Published April 22nd, 2016 -  - 04.22.1629


Today’s major news is Uber’s settlement of two class action lawsuits covering 385,000 drivers in California and Massachusetts.  Both the New York Times and Wall Street Journal provided detailed coverage on the settlement, under which Uber will continue classifying drivers as independent contractors.  In return, Uber must pay $84 million to the plaintiffs represented in the class action.  An additional $16 million is due if Uber holds an initial public offering and the company’s average valuation increases 1.5 times that of its last financing round.  The company was valued at $62.5 billion in December 2015.  Also as part of the settlement agreement, Uber must relinquish some control over drivers “in two areas where critics have argued that the Uber-driver relationship looks like hiring and firing.”  For instance, Uber will no longer be able to kick drivers off the platform without explanation.  Nor will it be able to deactivate drivers who regularly decline to accept ride requests.  The company has also agreed to provide drivers with more information about the user ratings system and is testing a peer-reviewed appeals process for drivers who believe they have been deactivated unfairly.  The WSJ cast these modest compromises as a long-term victory for Uber: Had the company gone to trial and lost, it would have had to reclassify its drivers as employees, a move that would have cost up to billions of dollars in minimum wage compliance, Social Security contributions, and health benefits.  The settlement agreement is pending approval by Judge Edward M. Chen, and Uber still faces similar lawsuits over driver status in Florida, Arizona, and Pennsylvania.

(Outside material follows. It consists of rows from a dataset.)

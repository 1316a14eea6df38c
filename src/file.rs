// File descriptors — server-known metadata for a previewable item.

use serde::{Deserialize, Serialize};

/// One renderable form of a file's content, referenced by a templated URL.
#[derive(Debug, Clone, PartialEq, Eq, Serialize, Deserialize)]
pub struct Representation {
    pub rep_type: String,
    pub content_url_template: String,
}

impl Representation {
    pub fn new(rep_type: impl Into<String>, content_url_template: impl Into<String>) -> Self {
        Self {
            rep_type: rep_type.into(),
            content_url_template: content_url_template.into(),
        }
    }
}

#[derive(Debug, Clone, Copy, Default, PartialEq, Eq, Serialize, Deserialize)]
pub struct Permissions {
    #[serde(default)]
    pub can_preview: bool,
    #[serde(default)]
    pub can_download: bool,
    #[serde(default)]
    pub can_annotate: bool,
}

#[derive(Debug, Clone, Copy, PartialEq, Eq)]
pub enum Permission {
    Preview,
    Download,
    Annotate,
}

/// Server-provided metadata record for one previewable file.
///
/// `version` is an opaque content fingerprint (e.g. a hash); two descriptors
/// for the same id with different fingerprints mean the content changed.
#[derive(Debug, Clone, PartialEq, Serialize, Deserialize)]
pub struct FileDescriptor {
    pub id: String,
    #[serde(default)]
    pub extension: String,
    #[serde(default)]
    pub version: String,
    #[serde(default)]
    pub permissions: Option<Permissions>,
    #[serde(default)]
    pub watermarked: bool,
    #[serde(default)]
    pub representations: Vec<Representation>,
}

impl FileDescriptor {
    /// Placeholder holding only the identifier, used before the first fetch
    /// completes. Never valid for rendering.
    pub fn bare(id: impl Into<String>) -> Self {
        Self {
            id: id.into(),
            extension: String::new(),
            version: String::new(),
            permissions: None,
            watermarked: false,
            representations: Vec::new(),
        }
    }

    /// A descriptor can be rendered only if it carries a permission set and at
    /// least one representation. Re-evaluated on every use, never cached.
    pub fn is_valid(&self) -> bool {
        self.permissions.is_some() && !self.representations.is_empty()
    }

    pub fn allows(&self, permission: Permission) -> bool {
        let Some(perms) = self.permissions else {
            return false;
        };
        match permission {
            Permission::Preview => perms.can_preview,
            Permission::Download => perms.can_download,
            Permission::Annotate => perms.can_annotate,
        }
    }

    /// First representation whose type matches, if any.
    pub fn representation(&self, rep_type: &str) -> Option<&Representation> {
        self.representations.iter().find(|r| r.rep_type == rep_type)
    }
}
// Prefetch scheduling — warms metadata and renderer assets for upcoming
// collection entries without ever blocking or failing the active render.

use std::sync::Arc;

use tokio::sync::mpsc;
use tracing::{debug, warn};

use crate::config::PREFETCH_COUNT;
use crate::error::PreviewError;
use crate::events::SessionEvent;
use crate::file::FileDescriptor;
use crate::renderer::{PrefetchTargets, RendererContext};
use crate::session::controller::SessionInner;
use crate::tokens::resolve_tokens;

/// Request for the standalone single-file prefetch entry point.
#[derive(Debug, Clone)]
pub struct PrefetchRequest {
    pub file_id: String,
    pub token: Option<String>,
    /// Warm only a lightweight preload representation, not full content.
    pub preload: bool,
}

/// Prefetch the next few collection entries after the current index.
///
/// Runs once per successful render, on its own task. One resolver call covers
/// the whole window; per-candidate failures are isolated and logged.
pub(crate) async fn prefetch_next(inner: Arc<SessionInner>) {
    let (candidates, credential) = {
        let st = inner.state.lock();
        if st.collection.len() < 2 || st.options.skip_server_update {
            return;
        }
        let Some(file) = &st.file else {
            return;
        };
        let Some(index) = st.collection.iter().position(|id| *id == file.id) else {
            return;
        };

        let end = (index + 1 + PREFETCH_COUNT).min(st.collection.len());
        let candidates: Vec<String> = st.collection[index + 1..end]
            .iter()
            .filter(|id| !st.prefetched.contains(*id))
            .cloned()
            .collect();
        (candidates, st.credential.clone())
    };

    if candidates.is_empty() {
        return;
    }
    let Some(credential) = credential else {
        return;
    };
    debug!("prefetch window candidates={:?}", candidates);

    let tokens = match resolve_tokens(&candidates, &credential).await {
        Ok(tokens) => tokens,
        Err(err) => {
            warn!("prefetch token resolution failed: {}", err);
            inner.events.emit(&SessionEvent::PreviewError {
                code: "prefetch_error",
                message: format!("error prefetching files: {}", err),
            });
            return;
        }
    };

    for file_id in candidates {
        let token = tokens.get(&file_id).cloned();
        let inner = Arc::clone(&inner);
        tokio::spawn(async move {
            prefetch_candidate(inner, file_id, token).await;
        });
    }
}

async fn prefetch_candidate(inner: Arc<SessionInner>, file_id: String, token: Option<String>) {
    match inner.api.file_info(&file_id, token.as_deref()).await {
        Ok(descriptor) => {
            inner.cache.put(&descriptor);
            {
                let mut st = inner.state.lock();
                st.prefetched.insert(file_id.clone());
            }
            if let Err(err) = warm_renderer(&inner, &descriptor, token, false) {
                debug!("prefetch warm skipped file_id={}: {}", file_id, err);
            }
        }
        Err(err) => {
            warn!("prefetch fetch failed file_id={}: {}", file_id, err);
            inner.events.emit(&SessionEvent::PreviewError {
                code: "prefetch_error",
                message: format!("error prefetching file {}: {}", file_id, err),
            });
        }
    }
}

/// Single-file warm-up for callers outside the session flow. Best effort:
/// works from cached metadata only, never raises.
pub(crate) fn prefetch_single(inner: &Arc<SessionInner>, request: PrefetchRequest) {
    let Some(descriptor) = inner.cache.get_valid(&request.file_id) else {
        debug!("prefetch skipped, no cached metadata file_id={}", request.file_id);
        return;
    };
    if let Err(err) = warm_renderer(inner, &descriptor, request.token, request.preload) {
        warn!("prefetch failed file_id={}: {}", request.file_id, err);
        inner.events.emit(&SessionEvent::PreviewError {
            code: "prefetch_error",
            message: format!("error prefetching file {}: {}", request.file_id, err),
        });
    }
}

/// Warm static assets for the named viewer capabilities, no file involved.
pub(crate) fn prefetch_viewers(inner: &Arc<SessionInner>, names: &[&str]) {
    let registry = {
        let st = inner.state.lock();
        Arc::clone(&st.registry)
    };
    for viewer in registry.viewers() {
        if !names.contains(&viewer.name.as_str()) {
            continue;
        }
        let (tx, _rx) = mpsc::unbounded_channel();
        let context = RendererContext {
            file: FileDescriptor::bare(""),
            representation: None,
            token: None,
            error_message: None,
            events: tx,
        };
        let renderer = inner.renderers.create(viewer.kind, context);
        renderer.prefetch(PrefetchTargets {
            assets: true,
            preload: false,
            content: false,
        });
    }
}

/// Select a renderer for the descriptor and instruct it to warm its assets
/// and (unless preloading) its content representation. Pure selection — the
/// registry lookups have no side effects.
fn warm_renderer(
    inner: &Arc<SessionInner>,
    descriptor: &FileDescriptor,
    token: Option<String>,
    preload: bool,
) -> Result<(), PreviewError> {
    let (registry, disabled) = {
        let st = inner.state.lock();
        (Arc::clone(&st.registry), st.disabled_viewers.clone())
    };

    let loader = registry
        .determine_loader(descriptor, &disabled)
        .ok_or_else(|| PreviewError::UnsupportedType(descriptor.extension.clone()))?;
    let viewer = loader
        .determine_viewer(descriptor, &disabled)
        .ok_or_else(|| PreviewError::UnsupportedType(descriptor.extension.clone()))?;
    let representation = loader.determine_representation(descriptor, viewer).cloned();

    // Events from prefetch-only renderer instances go nowhere.
    let (tx, _rx) = mpsc::unbounded_channel();
    let context = RendererContext {
        file: descriptor.clone(),
        representation,
        token,
        error_message: None,
        events: tx,
    };
    let renderer = inner.renderers.create(viewer.kind, context);
    renderer.prefetch(PrefetchTargets {
        assets: true,
        preload,
        content: !preload,
    });
    Ok(())
}
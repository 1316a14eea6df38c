use crate::registry::Loader;

/// Number of upcoming collection entries to prefetch after a successful render.
pub const PREFETCH_COUNT: usize = 4;

/// Maximum metadata fetch attempts for one file before the session gives up.
pub const FETCH_RETRY_LIMIT: u32 = 5;

/// Base delay for linear metadata fetch backoff (delay = base * attempt).
pub const FETCH_RETRY_BASE_MS: u64 = 500;

/// Maximum retries for the fire-and-forget preview beacon.
pub const BEACON_RETRY_LIMIT: u32 = 3;

/// Base delay for linear beacon backoff.
pub const BEACON_RETRY_BASE_MS: u64 = 500;

/// Viewer capabilities disabled unless a caller re-enables them.
pub const DEFAULT_DISABLED_VIEWERS: &[&str] = &["office"];

/// Caller-supplied options for one `show()` call.
#[derive(Clone, Default)]
pub struct PreviewOptions {
    /// Ordered collection of file ids to browse; the shown file's index is
    /// derived by searching this list.
    pub collection: Vec<String>,
    /// Loaders tried before the built-in ones, in order.
    pub loaders: Vec<Loader>,
    /// Viewer capability names to disable in addition to the defaults.
    pub disabled_viewers: Vec<String>,
    /// Skip network revalidation, the preview beacon, and prefetch. Requires
    /// valid cached metadata to render anything.
    pub skip_server_update: bool,
    /// Suppress the "preview occurred" beacon without affecting anything else.
    pub disable_event_log: bool,
}

impl std::fmt::Debug for PreviewOptions {
    fn fmt(&self, f: &mut std::fmt::Formatter<'_>) -> std::fmt::Result {
        f.debug_struct("PreviewOptions")
            .field("collection", &self.collection)
            .field("loaders", &self.loaders.len())
            .field("disabled_viewers", &self.disabled_viewers)
            .field("skip_server_update", &self.skip_server_update)
            .field("disable_event_log", &self.disable_event_log)
            .finish()
    }
}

The NYT also reported that the National Credit Union Administration, alongside five other federal agencies, has released rules to limit how big financial institutions compensate their top executives.  Although the Dodd-Frank Act required the six agencies to propose stricter pay rules within 90 days of the Act’s passage, the initial draft released in 2011 was “widely panned as being too weak.”  For instance, the 2011 draft proposed that the largest banks withhold at least 50 percent of incentive-based pay for three years.  The current draft proposes that banks withhold 60 percent for four years and applies the holdout provision to a wider scope of employees, not only the top executives.  The proposals also contain measures for banks to reclaim bonuses from bankers who took risks that led to large financial losses.  One executive-compensation expert observed that the new rules will not have a large impact, as they merely codify industry practices that have already been evolving over the past eight years.  The public can comment on the proposed rules until July.

The National Labor Relations Board issued a “stinging” report detailing how University of Southern California officials violated federal labor rules by interfering with a vote to decide whether faculty members should unionize.  According to the LA Times, the NLRB report detailed how USC “undermined the possibility of a free and fair election” by offering raises to some non-tenure-track faculty members shortly before the vote in January.  The report also accused USC of threatening that faculty members who voted to unionize would not be welcome to serve on various university governance committees.  In January, non-tenure-track faculty at the Dornsife College of Letters, Arts and Sciences voted 127 to 113 against joining the Service Employees International Union Local 721.  In light of the unfair labor practices, the NLRB report recommends a revote.  USC officials will have until Monday to file objections to the report, at which point the Board’s regional director will decide whether to schedule a new unionization vote at Dornsife.  Meanwhile, faculty of two other schools within USC has voted to join SEIU.  In the past three years, more than 10,000 faculty members nationwide—including those at Duke, Georgetown, and Tufts—have joined SEIU.

SEIU’s negotiations with Airbnb fell apart after intense nationwide backlash from labor and housing activists, reported the Guardian.  Airbnb and the SEIU had been in “advanced negotiations” toward a deal under which the company reportedly would have endorsed a $15 minimum wage for house cleaners and encouraged hosts to hire cleaners paid that rate.  Critics argued that the deal would have done little to support low-wage workers and could even have driven some house cleaners to hotels that engage in illegal labor practices.  Airbnb has also faced criticism that it reduces the availability of affordable housing in cities by converting permanent housing into lucrative short-term rental properties.